Der menschliche Umgang mit den Dingen wird in der Moderne vornehmlich durch das Eigentumsrecht reguliert, sozioökonomisch verhalten wir uns den Dingen gegenüber konsumistisch. Die Welt im Modus der Verfügbarkeit und Beherrschbarkeit zu begreifen gerät jedoch durch Ressourcenknappheit, Vermüllung, soziale Ungleichheit und Umweltschäden zunehmend unter Druck. Zugleich sehen wir uns in der Digitalisierung mit einer Anhäufung abstrakter Objekte konfrontiert, deren Handhabung uns zu entgleiten droht. Es scheint, als gäbe es ein gewisses Unbehagen an unserem Verhältnis zu den Dingen, das sich in den modernen Krisendiagnosen der Entfremdung und Verdinglichung ausdrückt. Zeitgenössische Phänomene wie minimalistische Lebensweisen, der Recycling-/Upcycling-Trend, tiny houses und die dazugehörige Ratgeberkultur können als Anzeiger eines solchen Unbehagens gedeutet werden, markieren jedoch auch eine Suchbewegung nach neuen Praktiken des Gebrauchs.

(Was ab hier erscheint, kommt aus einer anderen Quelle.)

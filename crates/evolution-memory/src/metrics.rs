use prometheus::{Encoder, TextEncoder, Registry, IntCounter, IntCounterVec};
use lazy_static::lazy_static;
use std::sync::OnceLock;
use axum::response::IntoResponse;
use axum::http::StatusCode;
use tracing::warn;

lazy_static! {
    static ref REGISTRY: Registry = Registry::new();
}
static REQ_COUNTER: OnceLock<IntCounterVec> = OnceLock::new();
static OBSERVATIONS_INGESTED: OnceLock<IntCounter> = OnceLock::new();
static SEARCHES_SERVED: OnceLock<IntCounter> = OnceLock::new();
static MUTATIONS_GENERATED: OnceLock<IntCounter> = OnceLock::new();

/// Register the worker's counters. Safe to call more than once.
pub fn init_metrics() -> anyhow::Result<()> {
    if REQ_COUNTER.get().is_some() {
        return Ok(());
    }

    let req_counter = IntCounterVec::new(
        prometheus::opts!("requests_total", "Total requests per route"),
        &["route", "status"],
    )?;
    let observations = IntCounter::new("observations_ingested_total", "Observations persisted")?;
    let searches = IntCounter::new("searches_total", "Search requests served")?;
    let mutations = IntCounter::new("mutations_generated_total", "Mutations proposed by evolve runs")?;

    REGISTRY.register(Box::new(req_counter.clone())).ok();
    REGISTRY.register(Box::new(observations.clone())).ok();
    REGISTRY.register(Box::new(searches.clone())).ok();
    REGISTRY.register(Box::new(mutations.clone())).ok();

    let _ = REQ_COUNTER.set(req_counter);
    let _ = OBSERVATIONS_INGESTED.set(observations);
    let _ = SEARCHES_SERVED.set(searches);
    let _ = MUTATIONS_GENERATED.set(mutations);
    Ok(())
}

pub fn inc_request(route: &str, status: &str) {
    if let Some(counter) = REQ_COUNTER.get() {
        counter.with_label_values(&[route, status]).inc();
    }
}

pub fn inc_observations() {
    if let Some(counter) = OBSERVATIONS_INGESTED.get() {
        counter.inc();
    }
}

pub fn inc_searches() {
    if let Some(counter) = SEARCHES_SERVED.get() {
        counter.inc();
    }
}

pub fn add_mutations(count: usize) {
    if let Some(counter) = MUTATIONS_GENERATED.get() {
        counter.inc_by(count as u64);
    }
}

/// Prometheus text exposition of the registry.
pub fn render() -> anyhow::Result<Vec<u8>> {
    let encoder = TextEncoder::new();
    let metric_families = REGISTRY.gather();
    let mut buffer = vec![];
    encoder.encode(&metric_families, &mut buffer)?;
    Ok(buffer)
}

pub async fn get_metrics() -> impl IntoResponse {
    match render() {
        Ok(buffer) => (
            StatusCode::OK,
            [("content-type", "text/plain; version=0.0.4")],
            buffer,
        ),
        Err(e) => {
            warn!("Failed to encode metrics: {}", e);
            (
                StatusCode::INTERNAL_SERVER_ERROR,
                [("content-type", "text/plain; version=0.0.4")],
                Vec::new(),
            )
        }
    }
}
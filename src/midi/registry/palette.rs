use crate::midi::registry::model::{ButtonClass, ColorEntry, PaletteColor};

pub const PALETTE: [ColorEntry; 9] = [
    ColorEntry {
        name: "White",
        value: PaletteColor::White,
        css: "#FFFFFF",
        velocity: 3,
    },
    ColorEntry {
        name: "Red",
        value: PaletteColor::Red,
        css: "#FF0000",
        velocity: 5,
    },
    ColorEntry {
        name: "Orange",
        value: PaletteColor::Orange,
        css: "#FF5400",
        velocity: 9,
    },
    ColorEntry {
        name: "Yellow",
        value: PaletteColor::Yellow,
        css: "#FFFF00",
        velocity: 13,
    },
    ColorEntry {
        name: "Green",
        value: PaletteColor::Green,
        css: "#00FF00",
        velocity: 21,
    },
    ColorEntry {
        name: "Blue",
        value: PaletteColor::Blue,
        css: "#0000FF",
        velocity: 45,
    },
    ColorEntry {
        name: "Purple",
        value: PaletteColor::Purple,
        css: "#5400FF",
        velocity: 49,
    },
    ColorEntry {
        name: "Pink",
        value: PaletteColor::Pink,
        css: "#FF00FF",
        velocity: 53,
    },
    ColorEntry {
        name: "Off",
        value: PaletteColor::Off,
        css: "#000000",
        velocity: 0,
    },
];

impl PaletteColor {
    pub fn entry(&self) -> &'static ColorEntry {
        // The table holds one row per variant, in declaration order.
        &PALETTE[*self as usize]
    }

    pub fn velocity(&self) -> u8 {
        self.entry().velocity
    }

    pub fn css(&self) -> &'static str {
        self.entry().css
    }

    pub fn name(&self) -> &'static str {
        self.entry().name
    }
}

/// Color the LED of `note` will actually show for the requested color.
pub fn effective_color(note: u8, requested: PaletteColor) -> PaletteColor {
    if requested == PaletteColor::Off {
        return PaletteColor::Off;
    }
    ButtonClass::of(note)
        .and_then(|class| class.forced_color())
        .unwrap_or(requested)
}

/// Channel an LED command for `note` goes out on.
pub fn channel_for(note: u8) -> u8 {
    ButtonClass::of(note)
        .unwrap_or(ButtonClass::GridPad)
        .channel()
}

pub fn is_known_note(note: u8) -> bool {
    ButtonClass::of(note).is_some()
}

pub fn grid_notes() -> impl Iterator<Item = u8> {
    ButtonClass::GridPad.notes()
}

pub fn auxiliary_notes() -> impl Iterator<Item = u8> {
    ButtonClass::TrackButton
        .notes()
        .chain(ButtonClass::SceneButton.notes())
}

#[cfg(test)]
mod tests {
    use super::*;

    #[test]
    fn palette_rows_follow_variant_order() {
        for entry in PALETTE.iter() {
            assert_eq!(entry.value.entry().name, entry.name);
        }
        assert_eq!(PaletteColor::Green.velocity(), 21);
        assert_eq!(PaletteColor::Off.velocity(), 0);
    }

    #[test]
    fn auxiliary_buttons_ignore_selected_color() {
        let colors = PALETTE
            .iter()
            .map(|entry| entry.value)
            .filter(|color| *color != PaletteColor::Off);
        for color in colors {
            for note in 100..=107 {
                assert_eq!(effective_color(note, color), PaletteColor::Red);
                assert_eq!(channel_for(note), 0);
            }
            for note in 112..=119 {
                assert_eq!(effective_color(note, color), PaletteColor::Green);
                assert_eq!(channel_for(note), 0);
            }
            assert_eq!(effective_color(12, color), color);
            assert_eq!(channel_for(12), 5);
        }
    }

    #[test]
    fn off_stays_off_everywhere() {
        assert_eq!(effective_color(100, PaletteColor::Off), PaletteColor::Off);
        assert_eq!(effective_color(3, PaletteColor::Off), PaletteColor::Off);
    }
}
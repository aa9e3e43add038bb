pub mod model;
pub mod palette;
use serde::{Deserialize, Serialize};
use std::collections::BTreeMap;

use crate::midi::registry::model::{Behavior, ButtonClass, PaletteColor};
use crate::midi::registry::palette;
use crate::pads::LedCommand;

const FADER_CONTROLLERS: std::ops::RangeInclusive<u8> = 48..=56;
const FADER_CENTER: u8 = 64;

/// What the operator picked in the palette.
#[derive(Clone, Copy, Debug, PartialEq, Eq)]
pub struct Selection {
    pub color: PaletteColor,
    pub behavior: Behavior,
}

impl Default for Selection {
    fn default() -> Self {
        Selection {
            color: PaletteColor::White,
            behavior: Behavior::Toggle,
        }
    }
}

#[derive(Clone, Copy, Debug, PartialEq, Eq, Serialize, Deserialize)]
#[serde(rename_all = "camelCase")]
pub struct CircularButton {
    pub note: u8,
    pub clicked: bool,
    #[serde(default)]
    pub color: Option<PaletteColor>,
}

#[derive(Clone, Copy, Debug, PartialEq, Serialize, Deserialize)]
#[serde(rename_all = "camelCase")]
pub struct Fader {
    pub value: u8,
    /// Percentage from the top of the fader track.
    pub knob_position: f32,
}

impl Fader {
    pub fn at(value: u8) -> Fader {
        let value = value.min(127);
        Fader {
            value,
            knob_position: f32::from(127 - value) * 100.0 / 127.0,
        }
    }
}

/// Velocity classes used for the short press flash.
#[derive(Clone, Copy, Debug, PartialEq, Eq)]
pub enum FlashLevel {
    Low,
    Medium,
    High,
}

impl FlashLevel {
    pub fn of(velocity: u8) -> FlashLevel {
        match velocity {
            0..=41 => FlashLevel::Low,
            42..=83 => FlashLevel::Medium,
            _ => FlashLevel::High,
        }
    }
}

/// `Track1`..`Track8`, `Scene1`..`Scene8`.
pub fn button_label(note: u8) -> Option<String> {
    let class = ButtonClass::of(note)?;
    let index = note - class.notes().start() + 1;
    match class {
        ButtonClass::TrackButton => Some(format!("Track{index}")),
        ButtonClass::SceneButton => Some(format!("Scene{index}")),
        ButtonClass::GridPad => None,
    }
}

/// `Fader1`..`Fader9` for control changes 48..=56.
pub fn fader_label(controller: u8) -> Option<String> {
    FADER_CONTROLLERS
        .contains(&controller)
        .then(|| format!("Fader{}", controller - FADER_CONTROLLERS.start() + 1))
}

/// Visual state outside the pad store: round buttons, faders and the
/// operator's palette selection.
#[derive(Clone, Debug, PartialEq)]
pub struct Surface {
    pub selection: Selection,
    circular: BTreeMap<String, CircularButton>,
    faders: BTreeMap<String, Fader>,
}

impl Default for Surface {
    fn default() -> Self {
        let mut surface = Surface {
            selection: Selection::default(),
            circular: BTreeMap::new(),
            faders: BTreeMap::new(),
        };
        surface.reset_visuals();
        surface
    }
}

impl Surface {
    pub fn new() -> Surface {
        Surface::default()
    }

    /// Toggles the clicked state of a round button with the selected color.
    /// Selecting "off" always unclicks. None for notes that are not round
    /// buttons.
    pub fn click(&mut self, note: u8) -> Option<LedCommand> {
        let label = button_label(note)?;
        let selected = self.selection.color;
        let button = self.circular.entry(label).or_insert(CircularButton {
            note,
            clicked: false,
            color: None,
        });

        if selected == PaletteColor::Off || button.clicked {
            button.clicked = false;
            button.color = None;
            Some(LedCommand::off(note))
        } else {
            button.clicked = true;
            button.color = Some(palette::effective_color(note, selected));
            Some(LedCommand::on(note, selected))
        }
    }

    pub fn move_fader(&mut self, controller: u8, value: u8) -> Option<(String, Fader)> {
        let label = fader_label(controller)?;
        let fader = Fader::at(value);
        self.faders.insert(label.clone(), fader);
        Some((label, fader))
    }

    /// Unclicks every round button and recentres the faders.
    pub fn reset_visuals(&mut self) {
        self.circular = palette::auxiliary_notes()
            .filter_map(|note| {
                button_label(note).map(|label| {
                    (
                        label,
                        CircularButton {
                            note,
                            clicked: false,
                            color: None,
                        },
                    )
                })
            })
            .collect();
        self.faders = FADER_CONTROLLERS
            .filter_map(|cc| fader_label(cc).map(|label| (label, Fader::at(FADER_CENTER))))
            .collect();
    }

    /// Takes over known entries; unknown labels are skipped.
    pub fn restore(
        &mut self,
        circular: &BTreeMap<String, CircularButton>,
        faders: &BTreeMap<String, Fader>,
    ) {
        for (label, button) in circular {
            if button_label(button.note).as_deref() == Some(label.as_str()) {
                self.circular.insert(label.clone(), *button);
            }
        }
        for (label, fader) in faders {
            if self.faders.contains_key(label) {
                self.faders.insert(label.clone(), Fader::at(fader.value));
            }
        }
    }

    /// LED commands that show the clicked round buttons.
    pub fn lit_buttons(&self) -> Vec<LedCommand> {
        self.circular
            .values()
            .filter(|button| button.clicked)
            .map(|button| {
                LedCommand::on(button.note, button.color.unwrap_or(PaletteColor::White))
            })
            .collect()
    }

    pub fn circular(&self) -> &BTreeMap<String, CircularButton> {
        &self.circular
    }

    pub fn faders(&self) -> &BTreeMap<String, Fader> {
        &self.faders
    }
}
pub mod midir;
pub mod stubs;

Der philosophische Kern – sowohl der Krisendiagnosen als auch der Lösungsbemühungen – liegt in einer Neubestimmung des Verhältnisses von Subjekt und Objekt, welches wir hier als das Verhältnis von Person und Ding verstehen wollen. Die neuzeitliche Vorstellung autonomer Subjekte als ‚Herren der Dinge‘ kann einer wachsenden Zahl von Ansätzen gegenübergestellt werden, welche die konstitutive Rolle von Objekten betonen. Subjekt-Werden und Handeln heißt dabei wesentlich, mit Objekten in eine Beziehung zu treten. Hegels dialektische Vermittlung, Heideggers fundamentalontologische Konzeption des ‚In-der-Welt-Seins‘ oder Adornos ‚Vorrang des Objekts‘ sind ebenso Versuche, die neuzeitliche Spaltung und Hierarchie zwischen verfügendem Subjekt und verfügbarem Objekt zu überwinden, wie auch die Theoretisierung des Körpers durch Foucault, Butler oder Esposito. Insofern reihen sich zeitgenössische Diskurse der Material Culture Studies, Akteur-Netzwerk-Theorie oder des Neuen Materialismus in eine zwar heterogene, doch beständige Gegen-Tradition ein, dem Stand der Dinge gerecht zu werden.
Der Band "Der Stand der Dinge. Theorien der Aneignung und des Gebrauchs" versammelt somit neuere Ansätze, die bisherigen Perspektiven auf die Dinge oftmals kritisch gegenüberstehen, sowie etablierte Positionen bezüglich der Frage nach dem Stand der Dinge. Er ist aus einer gleichnamigen Tagung im Oktober 2020 an der Universität Leipzig entstanden, die von Jan Beuerbach, Kathrin Sonntag und Amelie Stuart organisiert wurde, und enthält Beiträge der Erfurter Wissenschaftler*innen Marcus Döller, Christoph Henning, Amelie Stuart und Martin Repohl.